[Saved entries]
↓

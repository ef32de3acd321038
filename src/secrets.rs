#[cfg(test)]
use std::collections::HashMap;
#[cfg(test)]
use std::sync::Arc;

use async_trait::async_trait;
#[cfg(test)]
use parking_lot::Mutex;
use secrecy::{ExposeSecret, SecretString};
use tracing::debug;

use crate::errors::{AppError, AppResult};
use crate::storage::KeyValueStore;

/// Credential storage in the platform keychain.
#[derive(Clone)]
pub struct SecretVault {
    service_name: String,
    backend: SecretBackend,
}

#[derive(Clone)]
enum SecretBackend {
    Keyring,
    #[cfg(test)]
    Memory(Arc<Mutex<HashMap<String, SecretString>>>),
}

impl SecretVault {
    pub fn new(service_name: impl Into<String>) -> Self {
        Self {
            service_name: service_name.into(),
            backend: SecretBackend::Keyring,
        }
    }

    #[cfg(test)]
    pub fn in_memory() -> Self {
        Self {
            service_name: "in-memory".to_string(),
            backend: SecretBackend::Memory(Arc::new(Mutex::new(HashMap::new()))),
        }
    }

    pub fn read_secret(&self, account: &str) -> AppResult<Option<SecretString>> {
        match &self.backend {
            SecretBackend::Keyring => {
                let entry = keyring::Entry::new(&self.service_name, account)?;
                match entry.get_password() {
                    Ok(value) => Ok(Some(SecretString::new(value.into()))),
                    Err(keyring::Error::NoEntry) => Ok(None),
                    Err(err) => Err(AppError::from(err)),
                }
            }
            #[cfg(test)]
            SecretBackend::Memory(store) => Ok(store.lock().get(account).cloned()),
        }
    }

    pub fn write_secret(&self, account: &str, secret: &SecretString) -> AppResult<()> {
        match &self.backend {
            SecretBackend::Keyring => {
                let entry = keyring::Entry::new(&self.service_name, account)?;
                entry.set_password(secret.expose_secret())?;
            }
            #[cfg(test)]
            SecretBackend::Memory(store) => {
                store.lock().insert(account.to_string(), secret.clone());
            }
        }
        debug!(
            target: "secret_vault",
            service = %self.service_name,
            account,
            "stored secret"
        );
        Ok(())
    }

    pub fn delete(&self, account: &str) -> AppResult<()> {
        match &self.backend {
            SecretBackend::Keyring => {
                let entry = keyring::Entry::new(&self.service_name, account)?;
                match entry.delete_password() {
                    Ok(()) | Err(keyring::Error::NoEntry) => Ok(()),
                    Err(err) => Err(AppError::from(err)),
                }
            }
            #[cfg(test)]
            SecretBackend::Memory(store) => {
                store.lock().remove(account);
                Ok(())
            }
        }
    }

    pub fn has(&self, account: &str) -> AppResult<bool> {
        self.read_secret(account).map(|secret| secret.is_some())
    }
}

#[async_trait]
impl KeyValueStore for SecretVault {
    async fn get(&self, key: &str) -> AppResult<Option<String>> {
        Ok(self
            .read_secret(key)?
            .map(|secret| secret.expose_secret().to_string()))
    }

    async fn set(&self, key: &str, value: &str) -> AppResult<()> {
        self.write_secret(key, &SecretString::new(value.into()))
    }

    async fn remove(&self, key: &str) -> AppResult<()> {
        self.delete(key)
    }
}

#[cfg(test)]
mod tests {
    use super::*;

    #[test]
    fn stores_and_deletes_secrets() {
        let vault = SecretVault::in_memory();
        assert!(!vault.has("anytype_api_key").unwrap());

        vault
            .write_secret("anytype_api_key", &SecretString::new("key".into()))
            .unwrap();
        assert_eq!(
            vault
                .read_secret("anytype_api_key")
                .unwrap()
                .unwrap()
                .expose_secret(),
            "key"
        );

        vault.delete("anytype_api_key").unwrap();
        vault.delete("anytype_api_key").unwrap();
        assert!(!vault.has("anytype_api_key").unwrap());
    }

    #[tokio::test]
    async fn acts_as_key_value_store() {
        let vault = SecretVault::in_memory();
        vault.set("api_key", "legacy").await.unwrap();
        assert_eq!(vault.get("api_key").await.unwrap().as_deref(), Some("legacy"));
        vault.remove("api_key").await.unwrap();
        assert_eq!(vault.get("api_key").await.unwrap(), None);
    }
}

↑
↓

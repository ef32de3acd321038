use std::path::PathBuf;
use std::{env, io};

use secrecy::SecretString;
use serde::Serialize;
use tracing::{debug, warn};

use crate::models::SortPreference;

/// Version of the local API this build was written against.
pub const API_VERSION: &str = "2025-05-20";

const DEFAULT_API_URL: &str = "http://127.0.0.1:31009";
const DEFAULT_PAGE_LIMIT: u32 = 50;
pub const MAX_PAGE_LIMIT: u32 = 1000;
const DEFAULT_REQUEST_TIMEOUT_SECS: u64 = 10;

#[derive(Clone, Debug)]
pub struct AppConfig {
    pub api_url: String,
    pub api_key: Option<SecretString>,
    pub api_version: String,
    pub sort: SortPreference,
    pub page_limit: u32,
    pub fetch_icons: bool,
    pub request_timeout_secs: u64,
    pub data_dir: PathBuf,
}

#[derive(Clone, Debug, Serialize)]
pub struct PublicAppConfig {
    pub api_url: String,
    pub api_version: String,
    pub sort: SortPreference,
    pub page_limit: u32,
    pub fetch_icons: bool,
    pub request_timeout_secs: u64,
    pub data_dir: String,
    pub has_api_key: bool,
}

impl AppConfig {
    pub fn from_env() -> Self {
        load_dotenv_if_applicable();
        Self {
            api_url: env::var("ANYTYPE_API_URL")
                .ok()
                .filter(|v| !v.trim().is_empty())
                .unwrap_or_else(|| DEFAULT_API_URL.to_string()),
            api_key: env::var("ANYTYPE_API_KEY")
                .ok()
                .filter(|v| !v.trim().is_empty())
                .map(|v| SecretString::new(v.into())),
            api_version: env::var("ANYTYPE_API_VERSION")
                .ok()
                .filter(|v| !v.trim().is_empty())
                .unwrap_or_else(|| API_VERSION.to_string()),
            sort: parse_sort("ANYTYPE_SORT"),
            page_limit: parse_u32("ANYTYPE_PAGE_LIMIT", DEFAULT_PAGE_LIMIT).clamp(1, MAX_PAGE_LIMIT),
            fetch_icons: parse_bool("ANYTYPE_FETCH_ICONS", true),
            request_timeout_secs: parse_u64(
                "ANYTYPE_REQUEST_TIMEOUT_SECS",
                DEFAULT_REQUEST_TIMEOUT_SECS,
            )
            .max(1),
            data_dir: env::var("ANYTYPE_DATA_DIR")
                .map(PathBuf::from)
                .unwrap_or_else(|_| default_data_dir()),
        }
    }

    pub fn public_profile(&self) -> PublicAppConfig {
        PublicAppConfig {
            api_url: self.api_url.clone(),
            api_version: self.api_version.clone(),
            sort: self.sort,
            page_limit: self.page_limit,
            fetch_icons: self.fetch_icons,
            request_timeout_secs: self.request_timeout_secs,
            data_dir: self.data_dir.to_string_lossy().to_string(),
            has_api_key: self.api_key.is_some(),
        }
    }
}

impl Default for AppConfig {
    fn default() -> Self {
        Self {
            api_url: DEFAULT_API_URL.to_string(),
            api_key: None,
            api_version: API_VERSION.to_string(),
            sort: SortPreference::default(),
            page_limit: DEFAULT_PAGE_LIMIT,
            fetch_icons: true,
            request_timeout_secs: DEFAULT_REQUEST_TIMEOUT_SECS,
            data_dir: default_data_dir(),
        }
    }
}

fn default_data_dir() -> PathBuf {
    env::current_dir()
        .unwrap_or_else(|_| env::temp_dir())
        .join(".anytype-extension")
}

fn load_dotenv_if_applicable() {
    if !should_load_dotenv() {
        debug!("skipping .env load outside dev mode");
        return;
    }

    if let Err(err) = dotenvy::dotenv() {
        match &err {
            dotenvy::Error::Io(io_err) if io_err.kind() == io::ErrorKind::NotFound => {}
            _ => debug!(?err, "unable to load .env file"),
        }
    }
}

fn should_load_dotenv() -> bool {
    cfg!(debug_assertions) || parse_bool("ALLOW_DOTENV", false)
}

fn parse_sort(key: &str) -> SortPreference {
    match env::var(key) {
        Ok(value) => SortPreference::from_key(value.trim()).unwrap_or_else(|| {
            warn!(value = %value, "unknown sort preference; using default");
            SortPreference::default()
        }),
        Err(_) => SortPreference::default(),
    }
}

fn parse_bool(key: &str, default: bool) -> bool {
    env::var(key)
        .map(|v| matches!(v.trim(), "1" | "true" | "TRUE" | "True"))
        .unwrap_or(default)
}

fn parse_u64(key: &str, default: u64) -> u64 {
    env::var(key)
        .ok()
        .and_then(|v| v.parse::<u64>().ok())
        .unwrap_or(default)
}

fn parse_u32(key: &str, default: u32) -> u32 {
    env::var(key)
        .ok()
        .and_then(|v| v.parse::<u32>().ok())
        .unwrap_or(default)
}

↑
↓

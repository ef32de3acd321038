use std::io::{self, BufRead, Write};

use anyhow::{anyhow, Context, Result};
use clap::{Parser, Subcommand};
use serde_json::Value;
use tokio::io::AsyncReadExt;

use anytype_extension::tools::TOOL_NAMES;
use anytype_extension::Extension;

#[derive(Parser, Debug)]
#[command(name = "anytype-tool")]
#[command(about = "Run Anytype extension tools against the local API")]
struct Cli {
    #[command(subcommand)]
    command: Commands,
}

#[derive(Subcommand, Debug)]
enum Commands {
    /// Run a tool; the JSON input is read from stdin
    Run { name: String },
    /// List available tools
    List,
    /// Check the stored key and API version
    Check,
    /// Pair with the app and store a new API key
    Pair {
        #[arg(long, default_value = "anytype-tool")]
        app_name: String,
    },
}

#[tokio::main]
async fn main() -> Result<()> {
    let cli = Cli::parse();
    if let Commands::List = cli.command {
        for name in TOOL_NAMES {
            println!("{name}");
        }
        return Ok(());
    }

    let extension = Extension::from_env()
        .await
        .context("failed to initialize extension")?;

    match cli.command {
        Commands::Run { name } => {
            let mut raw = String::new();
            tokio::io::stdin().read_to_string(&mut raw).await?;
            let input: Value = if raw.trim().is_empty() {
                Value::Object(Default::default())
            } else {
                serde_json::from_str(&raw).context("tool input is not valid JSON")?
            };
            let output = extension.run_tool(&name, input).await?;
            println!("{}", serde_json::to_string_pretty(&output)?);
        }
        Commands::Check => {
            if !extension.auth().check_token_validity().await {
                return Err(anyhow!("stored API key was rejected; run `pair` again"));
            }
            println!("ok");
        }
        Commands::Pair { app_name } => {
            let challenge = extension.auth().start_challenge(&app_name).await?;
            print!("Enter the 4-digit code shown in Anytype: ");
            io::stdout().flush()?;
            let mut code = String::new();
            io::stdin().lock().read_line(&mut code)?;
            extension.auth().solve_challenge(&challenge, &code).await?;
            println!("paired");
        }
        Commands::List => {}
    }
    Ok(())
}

↑

Task item - When the word "List" shows up in a line of the entries, pull that line out.

Expected answer -
    /// List available tools
    List,
    if let Commands::List = cli.command {
        Commands::List => {}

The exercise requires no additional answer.